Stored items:
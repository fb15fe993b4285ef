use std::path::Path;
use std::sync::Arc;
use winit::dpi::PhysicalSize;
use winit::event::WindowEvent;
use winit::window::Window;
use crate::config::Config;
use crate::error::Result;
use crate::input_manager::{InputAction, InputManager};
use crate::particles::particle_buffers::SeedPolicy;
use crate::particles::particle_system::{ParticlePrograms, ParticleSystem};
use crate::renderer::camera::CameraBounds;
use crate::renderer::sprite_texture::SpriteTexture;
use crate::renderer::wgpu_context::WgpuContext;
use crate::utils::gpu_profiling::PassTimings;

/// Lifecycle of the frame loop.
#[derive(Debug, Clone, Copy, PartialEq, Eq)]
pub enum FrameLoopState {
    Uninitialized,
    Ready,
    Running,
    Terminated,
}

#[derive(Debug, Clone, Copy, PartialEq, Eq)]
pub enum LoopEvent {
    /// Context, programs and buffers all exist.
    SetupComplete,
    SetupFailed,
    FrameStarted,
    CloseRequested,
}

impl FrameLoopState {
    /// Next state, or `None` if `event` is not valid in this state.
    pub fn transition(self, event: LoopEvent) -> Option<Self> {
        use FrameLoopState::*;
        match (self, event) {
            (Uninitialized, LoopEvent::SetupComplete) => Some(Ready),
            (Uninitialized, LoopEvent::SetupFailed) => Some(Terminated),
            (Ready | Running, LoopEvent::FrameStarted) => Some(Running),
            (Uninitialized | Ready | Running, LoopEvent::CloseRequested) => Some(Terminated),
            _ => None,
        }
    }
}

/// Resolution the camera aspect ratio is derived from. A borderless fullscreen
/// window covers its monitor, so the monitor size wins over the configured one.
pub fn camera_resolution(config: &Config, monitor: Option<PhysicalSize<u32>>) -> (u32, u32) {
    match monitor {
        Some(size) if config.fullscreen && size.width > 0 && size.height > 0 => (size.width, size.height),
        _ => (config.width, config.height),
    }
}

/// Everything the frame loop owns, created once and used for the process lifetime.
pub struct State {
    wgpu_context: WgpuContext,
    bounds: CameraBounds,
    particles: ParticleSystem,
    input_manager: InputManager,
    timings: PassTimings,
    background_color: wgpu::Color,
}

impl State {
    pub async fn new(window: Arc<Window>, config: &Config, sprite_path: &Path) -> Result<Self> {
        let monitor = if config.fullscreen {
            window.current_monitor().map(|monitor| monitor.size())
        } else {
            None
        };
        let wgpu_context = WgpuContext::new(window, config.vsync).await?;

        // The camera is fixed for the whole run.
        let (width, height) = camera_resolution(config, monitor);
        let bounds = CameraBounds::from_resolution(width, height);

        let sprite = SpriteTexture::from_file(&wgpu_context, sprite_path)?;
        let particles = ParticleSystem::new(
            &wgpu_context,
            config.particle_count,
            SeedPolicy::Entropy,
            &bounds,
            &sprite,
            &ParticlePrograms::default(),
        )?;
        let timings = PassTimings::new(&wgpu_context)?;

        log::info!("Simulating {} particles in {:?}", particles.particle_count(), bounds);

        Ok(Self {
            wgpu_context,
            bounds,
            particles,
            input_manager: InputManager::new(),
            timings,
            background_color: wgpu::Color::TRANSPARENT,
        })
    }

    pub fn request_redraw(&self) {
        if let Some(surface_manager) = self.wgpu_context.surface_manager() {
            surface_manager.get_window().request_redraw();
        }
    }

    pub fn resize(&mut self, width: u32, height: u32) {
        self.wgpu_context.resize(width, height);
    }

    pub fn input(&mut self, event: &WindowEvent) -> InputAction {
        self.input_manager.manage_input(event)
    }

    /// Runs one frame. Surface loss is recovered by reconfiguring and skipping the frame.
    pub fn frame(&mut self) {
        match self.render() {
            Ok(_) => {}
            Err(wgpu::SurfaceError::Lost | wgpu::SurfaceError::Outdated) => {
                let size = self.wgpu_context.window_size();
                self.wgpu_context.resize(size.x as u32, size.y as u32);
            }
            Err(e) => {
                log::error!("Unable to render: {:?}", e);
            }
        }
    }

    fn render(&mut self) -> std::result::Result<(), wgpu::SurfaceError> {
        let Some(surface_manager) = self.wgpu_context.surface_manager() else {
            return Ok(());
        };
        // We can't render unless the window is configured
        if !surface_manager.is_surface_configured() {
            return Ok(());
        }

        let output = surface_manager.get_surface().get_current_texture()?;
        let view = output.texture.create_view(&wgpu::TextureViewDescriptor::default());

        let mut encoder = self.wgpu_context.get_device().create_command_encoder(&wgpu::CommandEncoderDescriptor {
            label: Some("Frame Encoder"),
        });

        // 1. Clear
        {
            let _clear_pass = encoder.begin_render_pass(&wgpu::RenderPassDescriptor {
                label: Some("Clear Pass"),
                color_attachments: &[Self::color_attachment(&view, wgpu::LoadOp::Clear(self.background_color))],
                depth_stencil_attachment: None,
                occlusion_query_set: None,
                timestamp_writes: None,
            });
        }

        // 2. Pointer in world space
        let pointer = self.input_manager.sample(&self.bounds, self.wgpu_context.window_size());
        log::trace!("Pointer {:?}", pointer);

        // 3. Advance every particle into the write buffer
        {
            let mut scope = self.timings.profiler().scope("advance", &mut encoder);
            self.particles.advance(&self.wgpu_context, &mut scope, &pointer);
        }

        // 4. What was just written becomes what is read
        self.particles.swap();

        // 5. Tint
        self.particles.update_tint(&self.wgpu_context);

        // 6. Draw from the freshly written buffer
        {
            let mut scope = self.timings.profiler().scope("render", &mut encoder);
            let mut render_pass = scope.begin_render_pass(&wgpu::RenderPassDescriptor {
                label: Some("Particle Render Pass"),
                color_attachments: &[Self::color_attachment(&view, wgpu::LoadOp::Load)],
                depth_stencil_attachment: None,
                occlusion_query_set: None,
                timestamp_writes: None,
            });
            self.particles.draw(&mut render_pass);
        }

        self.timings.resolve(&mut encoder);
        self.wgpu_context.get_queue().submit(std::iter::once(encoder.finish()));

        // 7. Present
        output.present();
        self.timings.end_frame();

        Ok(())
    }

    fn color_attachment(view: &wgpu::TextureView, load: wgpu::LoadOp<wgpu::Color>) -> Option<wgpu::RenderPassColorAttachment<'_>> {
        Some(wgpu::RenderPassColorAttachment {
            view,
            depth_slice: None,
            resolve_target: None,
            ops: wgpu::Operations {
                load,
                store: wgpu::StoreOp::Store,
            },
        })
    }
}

Aim of the task: Retype exactly the lines above, from the one with "the write buffer" through the one with "let mut render_pass", inclusive.

Your response:
        // 3. Advance every particle into the write buffer
        {
            let mut scope = self.timings.profiler().scope("advance", &mut encoder);
            self.particles.advance(&self.wgpu_context, &mut scope, &pointer);
        }

        // 4. What was just written becomes what is read
        self.particles.swap();

        // 5. Tint
        self.particles.update_tint(&self.wgpu_context);

        // 6. Draw from the freshly written buffer
        {
            let mut scope = self.timings.profiler().scope("render", &mut encoder);
            let mut render_pass = scope.begin_render_pass(&wgpu::RenderPassDescriptor {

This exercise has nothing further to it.